The innovations on the market have proven to be devastatingly effective.  Canadian privacy research group Citizen Lab’s work in this field has shed light on a range of manufacturers pushing such products as FinFisher, the Remote Control System (RCS) of Hacking Team, and Israel’s own NSO Group’s Pegasus.  As Sarah McKune and Ron Deibert observed in 2017,

“business is booming for a specialized market to facilitate the digital attacks, monitoring, and intelligence-cum-evidence-gathered conducted by government entities and their proxies.”  

Pegasus spyware remains one of the NSO Group’s most damnably and dangerously effective products, used to target individuals in 45 countries with impunity.  Human rights activists such as Ahmed Mansoor can testify to its spear-phishing qualities, having been a target of various SMS messages with links intended to infect his iPhone.  Had he actually clicked on those links instead of passing them on to experts at Citizen Lab and the cybersecurity firm Lookout for examination, surveillance software would have been installed.

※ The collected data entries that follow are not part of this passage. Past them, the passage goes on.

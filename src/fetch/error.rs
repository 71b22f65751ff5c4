use std::fmt;

/// Fatal outcomes of a fetch. Recoverable conditions never surface here;
/// they end the fetch early with the repositories gathered so far.
#[derive(Debug)]
pub enum FetchError {
    /// The user does not exist
    NotFound { username: String },
    /// Throttled with a reset too far away (or unknown) to wait for
    RateLimited { reset: Option<u64> },
    /// A page did not match the repository schema
    Validation(String),
    /// Anything else, propagated as is
    Unexpected(anyhow::Error),
}

impl fmt::Display for FetchError {
    fn fmt(&self, f: &mut fmt::Formatter<'_>) -> fmt::Result {
        match self {
            FetchError::NotFound { username } => write!(f, "User {} not found", username),
            FetchError::RateLimited { reset: Some(reset) } => write!(
                f,
                "Rate limit exceeded. Limit will reset at epoch {}.",
                reset
            ),
            FetchError::RateLimited { reset: None } => {
                write!(f, "Rate limit exceeded. Limit will reset at an unknown time.")
            }
            FetchError::Validation(msg) => write!(f, "Data validation error: {}", msg),
            FetchError::Unexpected(e) => write!(f, "Unexpected error: {:#}", e),
        }
    }
}

impl std::error::Error for FetchError {
    fn source(&self) -> Option<&(dyn std::error::Error + 'static)> {
        match self {
            FetchError::Unexpected(e) => Some(&**e),
            _ => None,
        }
    }
}

#[cfg(test)]
mod tests {
    use super::*;

    #[test]
    fn test_fetch_error_display() {
        let err = FetchError::NotFound {
            username: "ghost".to_string(),
        };
        assert_eq!(err.to_string(), "User ghost not found");

        let err = FetchError::RateLimited {
            reset: Some(1706400000),
        };
        assert!(err.to_string().contains("1706400000"));

        let err = FetchError::RateLimited { reset: None };
        assert!(err.to_string().contains("unknown time"));

        let err = FetchError::Validation("missing field `name`".to_string());
        assert!(err.to_string().starts_with("Data validation error"));
        assert!(err.to_string().contains("missing field"));

        let err = FetchError::Unexpected(anyhow::anyhow!("HTTP 422"));
        assert!(err.to_string().contains("HTTP 422"));
    }

    #[test]
    fn test_fetch_error_source() {
        use std::error::Error;

        let err = FetchError::Unexpected(anyhow::anyhow!("inner"));
        assert!(err.source().is_some());
        assert!(FetchError::Validation("x".into()).source().is_none());
    }

    #[test]
    fn test_fetch_error_into_anyhow_keeps_variant() {
        let err: anyhow::Error = FetchError::NotFound {
            username: "ghost".into(),
        }
        .into();
        assert!(matches!(
            err.downcast_ref::<FetchError>(),
            Some(FetchError::NotFound { .. })
        ));
    }
}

An even more high profile instance where Pegasus is alleged to have been deployed is the case of slain journalist and occasional Riyadh critic Jamal Khashoggi, who was brutally dismembered in the Saudi Arabian consulate in Istanbul on October 2, 2018.  A suit against NSO was subsequently filed in Tel Aviv by fellow dissident critic Omar Abdulaziz, claiming that communications between him and Khashoggi had been monitored by Saudi authorities deploying NSO software. 

Much of this is shrugged off as exceptional: the NSO Group, for instance, argues that such technology has been used to legitimately target terrorist groups and criminals; besides, their sale is premised on ethical restrictions.  “It is not a tool to be weaponized against human rights activists or political dissidents,” explains the NSO Group in an email.  Such ethical considerations were little bar in the cases of Khashoggi, at least initially.  But the concern, and publicity, was sufficient to prompt some mild action on the part of NSO Group.  While the firm concluded that its technology did not “directly contribute” to tracking Khashoggi prior to his killing, new requests from Saudi Arabia were frozen over concerns of misuse. 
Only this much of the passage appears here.